Fig. 3: Reduced endothelial Cav-1 facilitates vascular HSP90α secretion.

a–d Immunofluorescent images, immunoblotting and quantifications showing the changes of Cav-1 in BMECs of control and CoCl₂ group. Results represent the mean for the relative band intensity of five replicates. Scale bar, 20 μm. (e) Volcano plot showing highly expressed secretory factors by endothelial cells treated with chronic hypoxia. HSP90α (red spot) is shown as a highly expressed secretory protein compared to control. Spots of p value <0.05 with log₂ [fold change] >0.5 or < −0.5 were considered as potential proteins to be chosen and represented in blue. Grey spots showing no differences between two groups (n = 4 independent primary cell cultures/group). f ELISA displaying the amount of HSP90α in control CM and CoCl₂ CM (n = 5 independent primary cell cultures/group). g–i Immunostaining of Cav-1, HSP90α, and CD31 and quantifications showing the decreased Cav-1 expression and elevated HSP90α secretion in BCAS mice (n = 5 mice/group).

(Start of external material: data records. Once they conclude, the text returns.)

//! 1D cutting-stock optimizer with shared-cut (bevel-sharing) chain packing.
//!
//! Callers build up demand through [`models::PartCatalog`] and
//! [`models::MaterialCatalog`], optionally tune [`models::CuttingSettings`],
//! and call [`optimizer::optimize`] to get back a [`models::CuttingResult`].

pub mod angle_matcher;
pub mod chain_builder;
pub mod constants;
pub mod enums;
pub mod errors;
pub mod geometry;
pub mod instance_expander;
pub mod logging;
pub mod match_index;
pub mod models;
pub mod optimizer;
pub mod placement_engine;
pub mod result_aggregator;

pub use errors::{OptimizerError, Result};
pub use optimizer::optimize;
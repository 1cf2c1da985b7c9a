//! Error handling module for the shared-cut optimizer.
//!
//! Errors are organized by domain and aggregated into one top-level
//! [`OptimizerError`]:
//! - [`ValidationError`]: malformed materials/parts, raised from catalog APIs.
//! - [`ConfigError`]: malformed cutting settings, raised from setters.
//! - [`LogicFault`]: the completeness invariant was violated post-placement;
//!   this indicates an implementation bug, not a user condition.

pub mod config;
pub mod logic;
pub mod validation;

pub use config::ConfigError;
pub use logic::LogicFault;
pub use validation::ValidationError;

use thiserror::Error;

/// Top-level error type for the crate.
#[derive(Error, Debug, Clone, PartialEq)]
pub enum OptimizerError {
    #[error(transparent)]
    Validation(#[from] ValidationError),

    #[error(transparent)]
    Config(#[from] ConfigError),

    #[error(transparent)]
    Logic(#[from] LogicFault),
}

pub type Result<T> = std::result::Result<T, OptimizerError>;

Scale bar, 20 μm. j–m Immunoblotting and quantifications of Cav-1 level in microvascular segments and HSP90α level in the CC brain tissue. Results represent the mean for the relative band intensity of five replicates. For immunoblotting experiments, protein samples derived from the same experiment and gels/blots were processed in parallel. All data are presented as the mean ± SD. The data in b, d were compared by one-way ANOVA with Tukey post hoc test. The data in others were compared by paired t-test. Source data are provided as a Source Data file.